On "Bloody Saturday", Malala school was mercifully closed. It was a public holiday and so hundreds of students had been spared from serious injury.
Mirwais Balkhi: “Compared to boys, the education of girls is a serious problem. Girls want to finish high school and go to university. But we don't have enough schools in every part of the country.”
Masoud: “How, amid such instability and insecurity, can we expect students to study with peace of mind?”
Mirwais Balkhi: “Frankly, the people of Afghanistan are very brave, despite the different kinds of threats we face in this country, a thirst for education [among Afghans] is very much there.”
Masoud: Why are you accompanied by armed bodyguards?.

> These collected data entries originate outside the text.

//! Inverted index from filter fields to subscribers.
//!
//! Each filter is registered under the values of its first list field, in the
//! priority order ids, authors, tag constraints, kinds. Filters with none of
//! those go into a catch-all bucket. An event only visits the buckets it could
//! match and every candidate filter is still fully evaluated.

use std::collections::HashMap;

use crate::event::Event;
use crate::filter::{Filter, GroupField};
use crate::on_event::{OnEvent, guarded};

/// Dispatches events to the subscribers whose filters match.
pub struct EventDemultiplexer<S> {
    buckets: HashMap<String, Vec<usize>>,
    /// (filter, index into `subscribers`)
    filters: Vec<(Filter, usize)>,
    subscribers: Vec<S>,
}

impl<S> Default for EventDemultiplexer<S> {
    fn default() -> Self {
        Self {
            buckets: HashMap::new(),
            filters: Vec::new(),
            subscribers: Vec::new(),
        }
    }
}

fn bucket_key(field: &GroupField, value: &str) -> String {
    format!("{}:{}", field, value)
}

fn index_field(filter: &Filter) -> Option<GroupField> {
    if filter.ids.is_some() {
        return Some(GroupField::Ids);
    }
    if filter.authors.is_some() {
        return Some(GroupField::Authors);
    }
    if let Some(key) = filter.tags.keys().next() {
        return Some(GroupField::Tag(key.clone()));
    }
    if filter.kinds.is_some() {
        return Some(GroupField::Kinds);
    }
    None
}

impl<S> EventDemultiplexer<S> {
    pub fn new() -> Self {
        Self::default()
    }

    /// Register a subscriber for a set of filters. Returns its index.
    pub fn subscribe(&mut self, filters: &[Filter], subscriber: S) -> usize {
        let subscriber_index = self.subscribers.len();
        self.subscribers.push(subscriber);

        for filter in filters {
            let filter_index = self.filters.len();
            self.filters.push((filter.clone(), subscriber_index));

            let keys: Vec<String> = match index_field(filter) {
                Some(field) => filter
                    .field_values(&field)
                    .iter()
                    .map(|value| bucket_key(&field, value))
                    .collect(),
                None => vec![String::new()],
            };
            for key in keys {
                self.buckets.entry(key).or_default().push(filter_index);
            }
        }

        subscriber_index
    }

    pub fn subscriber(&self, index: usize) -> Option<&S> {
        self.subscribers.get(index)
    }

    pub fn len(&self) -> usize {
        self.subscribers.len()
    }

    pub fn is_empty(&self) -> bool {
        self.subscribers.is_empty()
    }

    /// Indices of subscribers with at least one filter matching the event,
    /// each listed once, in registration order.
    pub fn matching(&self, event: &Event) -> Vec<usize> {
        let mut keys = vec![
            bucket_key(&GroupField::Ids, &event.id),
            bucket_key(&GroupField::Authors, &event.pubkey),
        ];
        for tag in &event.tags {
            if let [name, value, ..] = tag.as_slice() {
                keys.push(bucket_key(&GroupField::Tag(format!("#{}", name)), value));
            }
        }
        keys.push(bucket_key(&GroupField::Kinds, &event.kind.to_string()));
        keys.push(String::new());

        let mut hits: Vec<usize> = Vec::new();
        for key in keys {
            let Some(candidates) = self.buckets.get(&key) else {
                continue;
            };
            for &filter_index in candidates {
                let (filter, subscriber) = &self.filters[filter_index];
                if !hits.contains(subscriber) && filter.matches(event) {
                    hits.push(*subscriber);
                }
            }
        }

        hits.sort_unstable();
        hits
    }
}

impl EventDemultiplexer<OnEvent> {
    /// Deliver an event to every matching callback.
    pub fn on_event(&self, event: &Event, after_eose: bool, url: Option<&str>) {
        for index in self.matching(event) {
            let callback = &self.subscribers[index];
            guarded("event", || callback(event, after_eose, url));
        }
    }
}

#[cfg(test)]
mod tests {
    use super::*;
    use crate::on_event::on_event;
    use parking_lot::Mutex;
    use std::sync::Arc;

    fn event(id: &str, pubkey: &str, kind: u16, tags: Vec<Vec<&str>>) -> Event {
        Event {
            id: id.to_string(),
            pubkey: pubkey.to_string(),
            created_at: 1000,
            kind,
            tags: tags
                .into_iter()
                .map(|tag| tag.into_iter().map(String::from).collect())
                .collect(),
            content: String::new(),
            sig: String::new(),
        }
    }

    #[test]
    fn test_routes_by_first_group_field() {
        let mut demux = EventDemultiplexer::new();
        let by_id = demux.subscribe(&[Filter::new().ids(vec!["e1".to_string()])], "ids");
        let by_author = demux.subscribe(
            &[Filter::new()
                .authors(vec!["alice".to_string()])
                .kinds(vec![1])],
            "authors",
        );
        let by_tag = demux.subscribe(&[Filter::new().pubkey_refs(vec!["bob".to_string()])], "tag");
        let by_kind = demux.subscribe(&[Filter::new().kinds(vec![7])], "kinds");
        let catch_all = demux.subscribe(&[Filter::new().since(500)], "all");

        let e = event("e1", "alice", 1, vec![vec!["p", "bob"]]);
        assert_eq!(
            demux.matching(&e),
            vec![by_id, by_author, by_tag, catch_all]
        );

        let reaction = event("e2", "carol", 7, vec![]);
        assert_eq!(demux.matching(&reaction), vec![by_kind, catch_all]);
    }

    #[test]
    fn test_index_only_narrows_candidates() {
        let mut demux = EventDemultiplexer::new();
        demux.subscribe(
            &[Filter::new()
                .authors(vec!["alice".to_string()])
                .kinds(vec![0])],
            (),
        );

        // Same author bucket, wrong kind.
        assert!(demux.matching(&event("x", "alice", 1, vec![])).is_empty());
        assert_eq!(demux.matching(&event("y", "alice", 0, vec![])), vec![0]);
    }

    #[test]
    fn test_subscriber_listed_once_for_multiple_filters() {
        let mut demux = EventDemultiplexer::new();
        demux.subscribe(
            &[
                Filter::new().ids(vec!["e1".to_string()]),
                Filter::new().kinds(vec![1]),
            ],
            (),
        );

        assert_eq!(demux.matching(&event("e1", "alice", 1, vec![])), vec![0]);
    }

    #[test]
    fn test_matches_reported_in_registration_order() {
        let mut demux = EventDemultiplexer::new();
        let by_kind = demux.subscribe(&[Filter::new().kinds(vec![1])], "kind");
        for n in 0..100 {
            demux.subscribe(&[Filter::new().authors(vec![format!("other{}", n)])], "other");
        }
        let by_author = demux.subscribe(&[Filter::new().authors(vec!["alice".to_string()])], "author");

        // The author bucket is visited before the kind bucket.
        assert_eq!(
            demux.matching(&event("e1", "alice", 1, vec![])),
            vec![by_kind, by_author]
        );
        assert_eq!(demux.matching(&event("e2", "other7", 1, vec![])), vec![by_kind, 8]);
    }

    #[test]
    fn test_on_event_invokes_matching_callbacks() {
        let delivered: Arc<Mutex<Vec<String>>> = Arc::new(Mutex::new(Vec::new()));
        let mut demux: EventDemultiplexer<OnEvent> = EventDemultiplexer::new();

        for name in ["notes", "reactions"] {
            let sink = Arc::clone(&delivered);
            let kind = if name == "notes" { 1 } else { 7 };
            demux.subscribe(
                &[Filter::new().kinds(vec![kind])],
                on_event(move |e, _, _| sink.lock().push(format!("{}:{}", name, e.id))),
            );
        }

        demux.on_event(&event("n1", "alice", 1, vec![]), false, Some("wss://r"));
        demux.on_event(&event("r1", "alice", 7, vec![]), true, Some("wss://r"));

        assert_eq!(*delivered.lock(), vec!["notes:n1", "reactions:r1"]);
    }
}
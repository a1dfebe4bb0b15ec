//! Nostr relay pool.
//!
//! This crate provides:
//! - One WebSocket connection per relay with backlog replay and backoff reconnect
//! - Merging of similar filters and debounced batching of subscriptions
//! - A local event cache that answers queries and narrows outgoing filters
//! - Shared, reference-counted subscriptions with replay for late joiners
//! - Write relay, metadata and contact list lookups on info relays
//! - An in-memory relay server for tests and local use
//!
//! # Example
//!
//! ```rust,no_run
//! use nostr_relaypool::{Filter, RelayPool, SubscriptionOptions, on_eose, on_event};
//!
//! #[tokio::main]
//! async fn main() -> nostr_relaypool::Result<()> {
//!     let pool = RelayPool::with_relays(vec!["wss://relay.damus.io".to_string()])?;
//!
//!     let handle = pool
//!         .subscribe(
//!             vec![Filter::new().kinds(vec![1]).limit(10)],
//!             Some(vec!["wss://relay.damus.io".to_string()]),
//!             on_event(|event, after_eose, relay| {
//!                 println!("{} from {:?} (live: {})", event.id, relay, after_eose);
//!             }),
//!             None,
//!             Some(on_eose(|relay, _| println!("stored events done on {}", relay))),
//!             SubscriptionOptions::default(),
//!         )
//!         .await?;
//!
//!     tokio::time::sleep(std::time::Duration::from_secs(5)).await;
//!     handle.cancel();
//!     pool.close().await;
//!     Ok(())
//! }
//! ```

pub mod cache;
pub mod config;
pub mod demux;
pub mod error;
pub mod event;
pub mod filter;
pub mod filter_state;
pub mod merge;
pub mod message;
pub mod newest;
pub mod on_event;
pub mod pool;
pub mod relay;
pub mod replay;
pub mod server;
pub mod subscription;

pub use cache::{CacheResolution, EventCache};
pub use config::{DEFAULT_INFO_RELAYS, PoolOptions, SubscriptionOptions};
pub use demux::EventDemultiplexer;
pub use error::{ClientError, Result};
pub use event::{
    Event, EventTemplate, KIND_CONTACTS, KIND_METADATA, KIND_WRITE_RELAYS, finalize_event,
    get_event_hash, get_public_key_hex, is_parameterized_replaceable_kind, is_replaceable_kind,
    validate_event, verify_event,
};
pub use filter::{Filter, GroupField, match_filters};
pub use filter_state::{SubscriptionFilterStateCache, TimeRange};
pub use merge::merge_similar_filters;
pub use message::{ClientMessage, MessageError, RelayMessage};
pub use newest::{
    NewestEventCache, NewestEventWriteRelays, StaticWriteRelays, WriteRelayResolver,
    parse_relay_list,
};
pub use on_event::{
    OnEose, OnEvent, collect, dedup_events, drop_older_events, log_events, match_filters_only,
    on_eose, on_event,
};
pub use pool::{PoolEvent, RelayCallback, RelayPool, SubscriptionHandle};
pub use relay::{
    Backoff, ConnectionState, PublishConfirmation, PublishHandle, RelayConfig, RelayConnection,
    RelayNotification, RelaySubscription, SubscriptionMessage,
};
pub use replay::{SharedSubscription, SharedSubscriptions};
pub use server::InMemoryRelayServer;
pub use subscription::{SubscriptionBuilder, generate_subscription_id};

Mirwais Balkhi: “What I do, and what Mrs Vardak does is no different to what a soldier does on the front line against the enemy. And, warmongers are always looking for ways to eliminate me, thus, I have no choice but to surround myself with youths [bodyguards] so we can fight ignorance.”
On April 30, four days after I interviewed the minister of education another suicide attack targeted journalists, killing nine of them in Shah Darak district of Kabul. The first bomber arrived on a motorcycle. Then, as journalists rushed to the scene, a second bomber detonated his device.
I leave Afghanistan with this fundamental question in mind. will media and education transform Afghanistan into a peaceful country?!